**How to complete this task**
Which lines below include "Number"? Copy them all.

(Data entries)
--- START ---
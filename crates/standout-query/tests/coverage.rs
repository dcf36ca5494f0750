//! Public API coverage for standout-query.

use standout_query::{
    between, cursor, equal, greater, greater_or_equal, less, less_or_equal, limit, limit_str,
    not_equal, not_one_of, offset, offset_str, one_of, select, validate, Criteria, Number,
    Operator, Query, QueryConfig, QueryError, Timestamp, Value, VersionConflict,
};

// ============================================================================
// Operator coverage
// ============================================================================

#[test]
fn operator_round_trips_through_name() {
    for op in Operator::ALL {
        assert_eq!(op.as_str().parse::<Operator>().unwrap(), op);
        assert_eq!(op.to_string(), op.as_str());
    }
}

#[test]
fn operator_undefined_code() {
    assert_eq!(Operator::name_for_code(0), standout_query::UNDEFINED);
    assert_eq!(Operator::name_for_code(8), "nin");
    assert_eq!(Operator::from_code(100), None);
}

#[test]
fn operator_serializes_as_short_name() {
    assert_eq!(
        serde_json::to_string(&Operator::NotIn).unwrap(),
        r#""nin""#
    );
    assert_eq!(
        serde_json::from_str::<Operator>(r#""gte""#).unwrap(),
        Operator::GreaterOrEqual
    );
}

// ============================================================================
// Option coverage
// ============================================================================

#[test]
fn every_constructor_targets_its_operator() {
    let query = Query::new(vec![
        equal("f", 1, vec![]),
        not_equal("f", 2, vec![]),
        greater("f", 3, vec![]),
        greater_or_equal("f", 4, vec![]),
        less("f", 5, vec![]),
        less_or_equal("f", 6, vec![]),
        one_of("f", vec![7, 8], vec![]),
        not_one_of("f", vec![9], vec![]),
        between("f", 11, 10, vec![]),
    ])
    .unwrap();

    let ops: Vec<Operator> = query
        .criteria("f")
        .unwrap()
        .iter()
        .map(Criteria::operator)
        .collect();
    assert_eq!(
        ops,
        [
            Operator::Equal,
            Operator::NotEqual,
            Operator::GreaterThan,
            Operator::GreaterOrEqual,
            Operator::LessThan,
            Operator::LessOrEqual,
            Operator::In,
            Operator::NotIn,
            Operator::GreaterOrEqual,
            Operator::LessOrEqual,
        ]
    );
}

#[test]
fn heterogeneous_values_share_one_query() {
    let query = Query::new(vec![
        equal("name", String::from("ada"), vec![]),
        equal("admin", true, vec![]),
        greater("score", 9.5f64, vec![]),
        less("created", Timestamp::from_secs(10), vec![]),
        one_of("level", vec![1u8, 2], vec![]),
    ])
    .unwrap();

    let first = |field: &str| query.criteria(field).unwrap()[0].value().clone();
    assert_eq!(first("name").as_str(), Some("ada"));
    assert_eq!(first("admin").as_bool(), Some(true));
    assert_eq!(first("score").as_f64(), Some(9.5));
    assert_eq!(first("created").as_timestamp(), Some(Timestamp(10_000)));
    assert_eq!(
        first("level").as_list(),
        Some(&[Value::Number(Number::U64(1)), Value::Number(Number::U64(2))][..])
    );
}

#[test]
fn between_with_strings() {
    let query = Query::new(vec![between("name", "m", "c", vec![])]).unwrap();
    let criteria = query.criteria("name").unwrap();
    assert_eq!(criteria[0].value().as_str(), Some("c"));
    assert_eq!(criteria[1].value().as_str(), Some("m"));
}

#[test]
fn one_of_rejecting_one_element_adds_nothing() {
    let result = Query::new(vec![one_of(
        "x",
        vec![1, 2, 3],
        vec![validate::from_fn(|n: &i32| *n != 2, "2 is not allowed")],
    )]);
    let err = result.unwrap_err();
    assert!(err.to_string().contains("2 is not allowed"));
}

#[test]
fn failed_option_does_not_hide_others() {
    let err = Query::new(vec![
        equal("a", 0, vec![validate::min(1)]),
        offset_str("abc", vec![]),
        limit_str("9", vec![validate::range(10, 20)]),
        cursor("", vec![validate::not_empty()]),
    ])
    .unwrap_err();
    assert_eq!(err.errors().len(), 4);
    assert_eq!(err.to_string().lines().count(), 4);
}

#[test]
fn pagination_accessors() {
    let query = Query::new(vec![
        offset(3, vec![]),
        limit(0, vec![]),
        cursor("next", vec![]),
    ])
    .unwrap();
    assert_eq!(query.offset(), Some(3));
    assert_eq!(query.limit(), None);
    assert_eq!(query.cursor(), Some("next"));
}

#[test]
fn offset_str_failure_keeps_default() {
    assert!(matches!(
        Query::new(vec![offset_str("abc", vec![])]),
        Err(QueryError::Parse { field: "offset", .. })
    ));
    let query = Query::new(vec![offset_str("0", vec![])]).unwrap();
    assert_eq!(query.offset(), None);
}

#[test]
fn validator_regex_pattern() {
    let slug = validate::pattern(r"^[a-z0-9-]+$").unwrap();
    assert!(Query::new(vec![equal("slug", "hello-world", vec![slug])]).is_ok());

    let slug = validate::pattern(r"^[a-z0-9-]+$").unwrap();
    assert!(Query::new(vec![equal("slug", "Hello World", vec![slug])]).is_err());
}

// ============================================================================
// Serialization coverage
// ============================================================================

#[test]
fn query_serializes_for_debugging() {
    let query = Query::new(vec![
        equal("status", "active", vec![]),
        one_of("tag", vec!["a", "b"], vec![]),
        limit(5, vec![]),
    ])
    .unwrap();

    let json = serde_json::to_value(&query).unwrap();
    assert_eq!(json["limit"], 5);
    assert_eq!(
        json["criteria"]["status"],
        serde_json::json!([{ "op": "eq", "value": "active" }])
    );
    assert_eq!(
        json["criteria"]["tag"],
        serde_json::json!([{ "op": "in", "value": ["a", "b"] }])
    );
}

// ============================================================================
// Config and helpers
// ============================================================================

#[test]
fn config_pagination_from_yaml() {
    let config = QueryConfig::from_yaml_str("max_limit: 25\nmax_offset: 100\n").unwrap();
    let query = Query::new(config.pagination(Some("10"), Some("25"))).unwrap();
    assert_eq!(query.offset(), Some(10));
    assert_eq!(query.limit(), Some(25));

    let err = Query::new(config.pagination(Some("101"), Some("26"))).unwrap_err();
    assert!(err.is_validation());
    assert_eq!(err.errors().len(), 2);
}

#[test]
fn select_helpers() {
    assert_eq!(select::single(&[1]), Some(&1));
    assert_eq!(select::single_by(&[1, 2, 3], |n| *n > 2), Some(&3));
    assert_eq!(select::single_by(&[1, 2, 3], |n| *n > 1), None);
}

#[test]
fn version_conflict_is_an_error() {
    let err: Box<dyn std::error::Error> = Box::new(VersionConflict {
        expected: 1,
        actual: 2,
    });
    assert_eq!(err.to_string(), "version conflict: expected 1, found 2");
}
--- END ---
**Response to the exercise**
    not_equal, not_one_of, offset, offset_str, one_of, select, validate, Criteria, Number,
        Some(&[Value::Number(Number::U64(1)), Value::Number(Number::U64(2))][..])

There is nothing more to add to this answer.